Convictions

“At the Highest Levels”

Eric :  “I agree with you that these decisions [whether the U.S. should breach its treaty obligations] should be made by politically responsible officials at the highest levels .”

Of course I agree with Eric that if Congress authorized the CIA to engage in cruel treatment, such a later-enacted statute would, for domestic-law purposes, supersede the executive obligation not to breach the treaties. But it’s not an accident that even in the wake of Hamdan , and with the enactment of the MCA, no one in Washington—not even Dick Cheney and David Addington or any member of Congress—has proposed a law that would permit cruel treatment and torture or that would otherwise place the U.S. in breach of the CAT and the Geneva Conventions.
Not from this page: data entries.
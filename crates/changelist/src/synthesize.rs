//! Flat change list → node table.

use tracing::{debug, warn};

use crate::types::{ChangeRecord, ConflictKind, FileNode, GroupNode, Node, NodeId, NodeTable};

/// Build a fresh node table from `changes`.
///
/// Groups are re-derived from scratch on every call. The only thing read
/// from `previous` is each group's `expanded` flag, looked up by group id;
/// groups not found there start expanded at depth 0 and collapsed below.
/// `previous` is never modified.
///
/// Display indices are handed out in first-seen order, so the table's
/// indices are exactly `0..table.len()`.
///
/// # Examples
///
/// ```
/// use changelist::v1::{ChangeRecord, ChangeStatus, synthesize};
///
/// let changes = vec![
///     ChangeRecord::new("doc.sketch/page1/layer1", ChangeStatus::Modified)
///         .with_part_path(["doc.sketch", "page1", "layer1"]),
/// ];
///
/// let table = synthesize(&changes, None);
/// assert_eq!(table.len(), 3);
///
/// let root = table.group("doc.sketch").unwrap();
/// assert!(root.expanded && root.visible);
///
/// let page = table.group("doc.sketch/page1").unwrap();
/// assert!(!page.expanded && !page.visible);
/// ```
pub fn synthesize(changes: &[ChangeRecord], previous: Option<&NodeTable>) -> NodeTable {
    let mut pass = Pass::new(previous, changes.len());

    for change in changes {
        if change.part_path.is_empty() || change.is_fresh_composite() {
            pass.ancestors.clear();
            pass.emit_file(change, true);
            continue;
        }

        let conflict = change.status.conflict();
        let group_count = change.part_path.len() - 1;
        for depth in 0..group_count {
            pass.enter_group(&change.part_path[..=depth], conflict);
        }
        // A shallower part than the previous change: drop the deeper frames.
        pass.ancestors.truncate(group_count);

        let visible = pass
            .ancestors
            .last()
            .is_none_or(|parent| parent.expanded && parent.visible);
        pass.emit_file(change, visible);
    }

    debug!(
        "Synthesized {} nodes from {} changes",
        pass.table.len(),
        changes.len()
    );
    pass.table
}

/// One group on the path from the document root to the current change.
struct Frame {
    group_id: String,
    expanded: bool,
    visible: bool,
}

impl Frame {
    fn of(group: &GroupNode) -> Self {
        Self {
            group_id: group.group_id.clone(),
            expanded: group.expanded,
            visible: group.visible,
        }
    }
}

/// Loop state for a single synthesis pass.
struct Pass<'a> {
    previous: Option<&'a NodeTable>,
    table: NodeTable,
    next_index: usize,
    /// `ancestors[d]` is the most recent group at depth `d`.
    ancestors: Vec<Frame>,
}

impl<'a> Pass<'a> {
    fn new(previous: Option<&'a NodeTable>, capacity: usize) -> Self {
        Self {
            previous,
            table: NodeTable::with_capacity(capacity),
            next_index: 0,
            ancestors: Vec::new(),
        }
    }

    fn take_index(&mut self) -> usize {
        let index = self.next_index;
        self.next_index += 1;
        index
    }

    /// Make the group for `prefix` the current ancestor at its depth,
    /// synthesizing it unless this pass already produced it.
    fn enter_group(&mut self, prefix: &[String], conflict: Option<ConflictKind>) {
        let depth = prefix.len() - 1;
        let group_id = prefix.join("/");

        // Same prefix as the previous change at this depth.
        if self
            .ancestors
            .get(depth)
            .is_some_and(|frame| frame.group_id == group_id)
        {
            self.ancestors.truncate(depth + 1);
            self.attach_conflict(&group_id, conflict);
            return;
        }
        self.ancestors.truncate(depth);

        // Seen earlier in this pass, but not by the immediately preceding change.
        if let Some(existing) = self.table.group(&group_id) {
            let frame = Frame::of(existing);
            self.attach_conflict(&group_id, conflict);
            self.ancestors.push(frame);
            return;
        }

        let expanded = self
            .previous
            .and_then(|table| table.group(&group_id))
            .map_or(depth == 0, |group| group.expanded);
        let visible = depth == 0
            || (expanded
                && self
                    .ancestors
                    .last()
                    .is_some_and(|parent| parent.expanded && parent.visible));

        let group = GroupNode {
            label: prefix[depth].clone(),
            group_id,
            depth,
            expanded,
            visible,
            conflict_status: conflict,
            display_index: self.take_index(),
        };
        self.ancestors.push(Frame::of(&group));
        self.table.insert(Node::Group(group));
    }

    /// First conflict wins: a group that already carries a conflict keeps it.
    fn attach_conflict(&mut self, group_id: &str, conflict: Option<ConflictKind>) {
        if let Some(conflict) = conflict
            && let Some(group) = self.table.group_mut(group_id)
            && group.conflict_status.is_none()
        {
            group.conflict_status = Some(conflict);
        }
    }

    fn emit_file(&mut self, change: &ChangeRecord, visible: bool) {
        let display_index = match self.table.get(&NodeId::file(&change.path)) {
            Some(existing) => {
                warn!("Duplicate change for {}, keeping the later record", change.path);
                existing.display_index()
            }
            None => self.take_index(),
        };
        self.table.insert(Node::File(FileNode {
            change: change.clone(),
            display_index,
            visible,
        }));
    }
}

#[cfg(test)]
mod tests {
    use super::*;
    use crate::types::{ChangeStatus, ConflictKind};
    use std::collections::BTreeSet;

    fn part(path: &[&str]) -> ChangeRecord {
        ChangeRecord::new(path.join("/"), ChangeStatus::Modified).with_part_path(path.iter().copied())
    }

    fn conflicted(path: &[&str], conflict: ConflictKind) -> ChangeRecord {
        ChangeRecord::new(path.join("/"), ChangeStatus::Conflicted { conflict })
            .with_part_path(path.iter().copied())
    }

    fn indices(table: &NodeTable) -> BTreeSet<usize> {
        table.iter().map(Node::display_index).collect()
    }

    #[test]
    fn test_empty_input() {
        assert!(synthesize(&[], None).is_empty());
    }

    #[test]
    fn test_plain_file() {
        let table = synthesize(&[ChangeRecord::new("readme.md", ChangeStatus::Modified)], None);
        assert_eq!(table.len(), 1);
        let file = table.file("readme.md").unwrap();
        assert!(file.visible);
        assert_eq!(file.display_index, 0);
    }

    #[test]
    fn test_nested_part_defaults() {
        let table = synthesize(&[part(&["doc.sketch", "page1", "layer1"])], None);
        assert_eq!(table.len(), 3);

        let root = table.group("doc.sketch").unwrap();
        assert_eq!((root.depth, root.display_index), (0, 0));
        assert!(root.expanded && root.visible);

        let page = table.group("doc.sketch/page1").unwrap();
        assert_eq!((page.depth, page.display_index), (1, 1));
        assert_eq!(page.label, "page1");
        assert!(!page.expanded && !page.visible);

        let layer = table.file("doc.sketch/page1/layer1").unwrap();
        assert_eq!(layer.display_index, 2);
        assert!(!layer.visible);
    }

    #[test]
    fn test_fresh_composite_skips_groups() {
        let change = ChangeRecord::new("a.sketch/", ChangeStatus::Untracked).with_part_path(["a.sketch"]);
        let table = synthesize(&[change], None);
        assert_eq!(table.len(), 1);
        assert_eq!(table.groups().count(), 0);
        assert!(table.file("a.sketch/").unwrap().visible);
    }

    #[test]
    fn test_adjacent_changes_share_groups() {
        let changes = vec![
            part(&["doc.sketch", "page1", "a"]),
            part(&["doc.sketch", "page1", "b"]),
            part(&["doc.sketch", "page2", "c"]),
        ];
        let table = synthesize(&changes, None);
        // doc, page1, a, b, page2, c
        assert_eq!(table.len(), 6);
        assert_eq!(table.group("doc.sketch/page2").unwrap().display_index, 4);
        assert_eq!(indices(&table), (0..6).collect());
    }

    #[test]
    fn test_non_adjacent_group_is_reused() {
        let changes = vec![
            part(&["doc.sketch", "page1", "a"]),
            ChangeRecord::new("readme.md", ChangeStatus::Modified),
            part(&["doc.sketch", "page1", "b"]),
        ];
        let table = synthesize(&changes, None);
        assert_eq!(table.groups().count(), 2);
        assert_eq!(table.len(), 5);
        assert_eq!(indices(&table), (0..5).collect());
    }

    #[test]
    fn test_shrinking_part_path_resets_parent() {
        let mut previous = synthesize(
            &[
                part(&["doc.sketch", "page1", "layer1", "shape"]),
                part(&["doc.sketch", "meta.json"]),
            ],
            None,
        );
        previous.set_expanded("doc.sketch/page1", true);
        let table = synthesize(
            &[
                part(&["doc.sketch", "page1", "layer1", "shape"]),
                part(&["doc.sketch", "meta.json"]),
            ],
            Some(&previous),
        );

        // layer1 stays collapsed so shape is hidden...
        assert!(!table.file("doc.sketch/page1/layer1/shape").unwrap().visible);
        // ...but meta.json hangs directly off the expanded root.
        assert!(table.file("doc.sketch/meta.json").unwrap().visible);
    }

    #[test]
    fn test_collapsed_root_hides_first_level_parts() {
        let changes = vec![part(&["doc.sketch", "page1", "layer1"])];
        let mut previous = synthesize(&changes, None);
        previous.set_expanded("doc.sketch", false);
        previous.set_expanded("doc.sketch/page1", true);

        let table = synthesize(&changes, Some(&previous));
        assert!(table.group("doc.sketch").unwrap().visible);
        assert!(!table.group("doc.sketch/page1").unwrap().visible);
        assert!(!table.file("doc.sketch/page1/layer1").unwrap().visible);
    }

    #[test]
    fn test_expand_state_from_previous() {
        let changes = vec![part(&["doc.sketch", "page1", "layer1"])];
        let mut previous = synthesize(&changes, None);
        previous.set_expanded("doc.sketch/page1", true);

        let more = vec![
            part(&["doc.sketch", "page1", "layer1"]),
            part(&["doc.sketch", "page1", "layer2"]),
        ];
        let table = synthesize(&more, Some(&previous));
        assert!(table.group("doc.sketch/page1").unwrap().expanded);
        assert!(table.file("doc.sketch/page1/layer2").unwrap().visible);
        // previous is untouched
        assert_eq!(previous.len(), 3);
    }

    #[test]
    fn test_conflict_first_wins() {
        let changes = vec![
            conflicted(&["doc.sketch", "page1", "a"], ConflictKind::BothModified),
            conflicted(&["doc.sketch", "page1", "b"], ConflictKind::DeletedByThem),
        ];
        let table = synthesize(&changes, None);
        assert_eq!(
            table.group("doc.sketch").unwrap().conflict_status,
            Some(ConflictKind::BothModified)
        );
        assert_eq!(
            table.group("doc.sketch/page1").unwrap().conflict_status,
            Some(ConflictKind::BothModified)
        );
    }

    #[test]
    fn test_conflict_attaches_to_existing_group() {
        let changes = vec![
            part(&["doc.sketch", "page1", "a"]),
            conflicted(&["doc.sketch", "page2", "b"], ConflictKind::BothAdded),
            conflicted(&["doc.sketch", "page1", "c"], ConflictKind::AddedByUs),
        ];
        let table = synthesize(&changes, None);
        assert_eq!(
            table.group("doc.sketch").unwrap().conflict_status,
            Some(ConflictKind::BothAdded)
        );
        assert_eq!(
            table.group("doc.sketch/page2").unwrap().conflict_status,
            Some(ConflictKind::BothAdded)
        );
        assert_eq!(
            table.group("doc.sketch/page1").unwrap().conflict_status,
            Some(ConflictKind::AddedByUs)
        );
    }

    #[test]
    fn test_duplicate_path_last_write_wins() {
        let changes = vec![
            ChangeRecord::new("a.txt", ChangeStatus::Modified),
            ChangeRecord::new("b.txt", ChangeStatus::Modified),
            ChangeRecord::new("a.txt", ChangeStatus::Deleted),
        ];
        let table = synthesize(&changes, None);
        assert_eq!(table.len(), 2);
        let a = table.file("a.txt").unwrap();
        assert_eq!(a.change.status, ChangeStatus::Deleted);
        assert_eq!(a.display_index, 0);
        assert_eq!(indices(&table), (0..2).collect());
    }

    #[test]
    fn test_diverging_then_reconverging_paths() {
        let changes = vec![
            part(&["doc.sketch", "page1", "layer", "x"]),
            part(&["doc.sketch", "page2", "layer", "y"]),
        ];
        let table = synthesize(&changes, None);
        assert!(table.group("doc.sketch/page1/layer").is_some());
        assert!(table.group("doc.sketch/page2/layer").is_some());
        assert_eq!(indices(&table), (0..table.len()).collect());
    }

    #[test]
    fn test_deterministic() {
        let changes = vec![
            ChangeRecord::new("readme.md", ChangeStatus::New),
            part(&["doc.sketch", "page1", "a"]),
            part(&["doc.sketch", "page2", "b"]),
        ];
        assert_eq!(synthesize(&changes, None), synthesize(&changes, None));
    }

    #[test]
    fn test_resynthesis_is_fixed_point() {
        let changes = vec![
            part(&["doc.sketch", "page1", "a"]),
            part(&["other.sketch", "p", "q", "r"]),
            ChangeRecord::new("readme.md", ChangeStatus::New),
        ];
        let first = synthesize(&changes, None);
        let second = synthesize(&changes, Some(&first));
        assert_eq!(first, second);
    }
}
And that’s because everyone in Washington agrees—at least publicly—that a public and conspicuous national decision to breach those treaties would have disastrous international consequences (not to mention that it would undermine the moral authority that we worked decades to build). To the extent that Eric or Ben is proposing such a statute (and I don’t quite read Ben to be advocating that, except perhaps in his hypothesized emergency “exception”), it’s simply a political nonstarter (for which I am thankful).

And so the question remains:  If Congress does not authorize breaches of the treaties—and it won’t—is the president one of the “politically responsible officials at the higest levels” who can unilaterally decide to breach?  If so, on what theory?